Mitglieder und Fans des Chaos Computer Clubs (CCC) treffen sich einmal im Jahr zu einem großen Kongress, um coram publico und "mit viel Spaß am Gerät" zu zeigen, dass Technik nie fehlerfrei ist. In diesem Jahr haben die Hacker sich unter anderem Smartphones vorgenommen, denn die Geräte sind immer weiter verbreitet. Elf Prozent der Deutschen besitzen einen der kleinen Computer, die auch telefonieren können, Tendenz schnell steigend. Höchste Zeit, sich über die Sicherheit der Geräte Gedanken zu machen.

Das findet zumindest Ilja van Sprundel . Der belgische Hacker und Sicherheitsberater bei IOActice machte bei dem Kongress eine ganze Stunde lang nichts anderes, als Sicherheitslücken in Geräten wie Nokia N900, iPhone oder Blackberry aufzuzählen und zu demonstrieren. Offensichtlich gibt es viele davon, die meisten, weil sich bislang niemand Gedanken darüber gemacht hat. Oder, wie van Sprundel über Apple sagte: "Die iPhone-Jungs dachten nicht wirklich an Sicherheit, als sie das gebaut haben."

Überhaupt habe mit dem iPhone das Herumspielen am meisten Spaß gemacht – aus Hackersicht. Dessen Safari-Browser sei ein " desaster, waiting to happen ", eine absehbare Katastrophe also. Denn das Programm öffne ungeprüft jedes Datenformat und leite es weiter. Das wurde bereits von Jailbreaks genutzt, die nichts anderes sind als der Versuch, Apple die Kontrolle zu entziehen. Ähnlich riskant sei der Office Konverter, sagte van Sprundel, auch er bearbeite ungeprüft Dateien. In den Vorgaben Apples für die Entwicklungen von Apps seien außerdem diverse "offene Türen" eingebaut.

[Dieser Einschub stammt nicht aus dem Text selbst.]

//! Judgment, run, and run-naming types.
//!
//! All nested maps are `BTreeMap`s so that iteration (and therefore JSON
//! serialization of persisted artifacts) is deterministic.

use std::collections::BTreeMap;
use std::fmt;
use std::str::FromStr;

use crate::error::{Error, Result};

/// Ground-truth relevance grades, keyed by query id then document id.
pub type Qrels = BTreeMap<String, BTreeMap<String, i32>>;

/// Retrieval scores for one run, keyed by query id then document id.
pub type RunScores = BTreeMap<String, BTreeMap<String, f64>>;

/// Per-query metric scores produced by an evaluator, keyed by query id
/// then metric name.
pub type PerQueryResult = BTreeMap<String, BTreeMap<String, f64>>;

/// Identifies one retrieval configuration.
///
/// Runs are conventionally named `"<label>_<k>"` (e.g. `"top_20"`), where the
/// second segment is the cutoff used to produce the run. The parameter is an
/// explicit field here rather than something re-derived from the name each
/// time it is needed; [`RunName::parse`] accepts the legacy string form.
#[derive(Debug, Clone, PartialEq, Eq)]
pub struct RunName {
    label: String,
    parameter: String,
}

impl RunName {
    /// Creates a run name from its parts.
    pub fn new(label: impl Into<String>, parameter: impl Into<String>) -> Self {
        Self {
            label: label.into(),
            parameter: parameter.into(),
        }
    }

    /// Parses the `"<label>_<k>"` convention.
    ///
    /// The parameter is the second underscore-delimited segment; any further
    /// segments are ignored, matching how run names have historically been
    /// interpreted. Fails with [`Error::InvalidRunName`] when no second
    /// segment exists.
    pub fn parse(name: &str) -> Result<Self> {
        let mut segments = name.split('_');
        let label = segments.next().unwrap_or_default();
        match segments.next() {
            Some(parameter) if !parameter.is_empty() => Ok(Self::new(label, parameter)),
            _ => Err(Error::invalid_run_name(
                name,
                "expected an underscore-delimited parameter segment (e.g. \"top_20\")",
            )),
        }
    }

    /// The configuration label, e.g. `"top"`.
    pub fn label(&self) -> &str {
        &self.label
    }

    /// The cutoff parameter token, e.g. `"20"`.
    pub fn parameter(&self) -> &str {
        &self.parameter
    }
}

impl FromStr for RunName {
    type Err = Error;

    fn from_str(s: &str) -> Result<Self> {
        Self::parse(s)
    }
}

impl fmt::Display for RunName {
    fn fmt(&self, f: &mut fmt::Formatter<'_>) -> fmt::Result {
        write!(f, "{}_{}", self.label, self.parameter)
    }
}

#[cfg(test)]
mod tests {
    use super::*;
    use pretty_assertions::assert_eq;

    #[test]
    fn parse_extracts_second_segment() {
        let name = RunName::parse("top_20").unwrap();
        assert_eq!(name.label(), "top");
        assert_eq!(name.parameter(), "20");
        assert_eq!(name.to_string(), "top_20");
    }

    #[test]
    fn parse_ignores_trailing_segments() {
        let name = RunName::parse("top_20_wide").unwrap();
        assert_eq!(name.parameter(), "20");
    }

    #[test]
    fn parse_rejects_missing_parameter() {
        for bad in ["top", "top_", "", "_"] {
            let err = RunName::parse(bad).unwrap_err();
            assert!(
                matches!(err, Error::InvalidRunName { .. }),
                "expected InvalidRunName for {bad:?}, got {err:?}"
            );
        }
    }

    #[test]
    fn from_str_round_trips() {
        let name: RunName = "bm25_50".parse().unwrap();
        assert_eq!(name, RunName::new("bm25", "50"));
    }
}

Über jeden dieser " entry-points " können Programme auf die Geräte gespielt werden, mit denen sich vorhandene Daten auslesen oder die Smartphones gleich ganz übernehmen lassen.

Doch nicht nur die spezielle Software einzelner Geräte lädt zu Angriffen ein. Auch ein System, das auf allen Handys läuft, kann offensichtlich viel zu einfach missbraucht werden: SMS. Für van Sprundel sind SMS der " primary entry point ", die erste und wichtigste Tür in den Speicher fremder Smartphones.

Neben van Sprundel beschäftigten sich zwei weitere Hacker mit den kurzen Textbotschaften und wie sie als Transporter für Viren und Trojaner dienen können. Collin Mulliner und Nico Golde zeigten beispielsweise, wie sich Handys mit SMS fluten lassen, bis sie zusammenbrechen – ähnlich wie die Denial-of-Service-Angriffe , denen Amazon und Paypal ausgesetzt waren.

Einfallstor SMS

Mulliner und Golde waren geradezu begeistert von den Möglichkeiten. In das SMS-Protokoll seien viele Dinge implementiert, die nicht ausreichend auf Sicherheit geprüft seien und sich hacken ließen: "Darin steckt tonnenweise ungetesteter Code."

Ebenso praktisch fanden sie, dass sich jeder technisch Begabte mittlerweile ein eigenes GSM-Netz aufbauen kann. Die Technik dazu gibt es frei zu kaufen, auch wenn sie mehrere Tausend Euro kostet. Dann aber lässt sich zu Hause ein eigenes Handynetz bauen, wie es der CCC auch bei seinem Kongress tat . Der Vorteil aus Hackersicht: "Testen für umsonst, und ohne dass ein Provider es mitbekommt", wie Mulliner formulierte.

Der wichtigste Punkt dabei ist, dass es nicht einmal der Hilfe des Besitzers bedarf, um ein Gerät zu knacken. In dem Moment, in dem das Netzwerk des Providers eine SMS an ein Handy sendet, wird sie von diesem ausgeführt, ob der Nutzer will oder nicht. Das sei eine direkte Übernahme, sagte van Sprundel: "Ich sende Dir von meinem Phone Daten, und Dein Phone gehört mir."

Die drei Hacker sind nicht die ersten, die Lücken im System SMS entdeckt und vorgeführt haben, seit Jahren sind welche bekannt . Umso erschreckender ist, dass es immer noch so große Einfallstore in den Systemen gibt.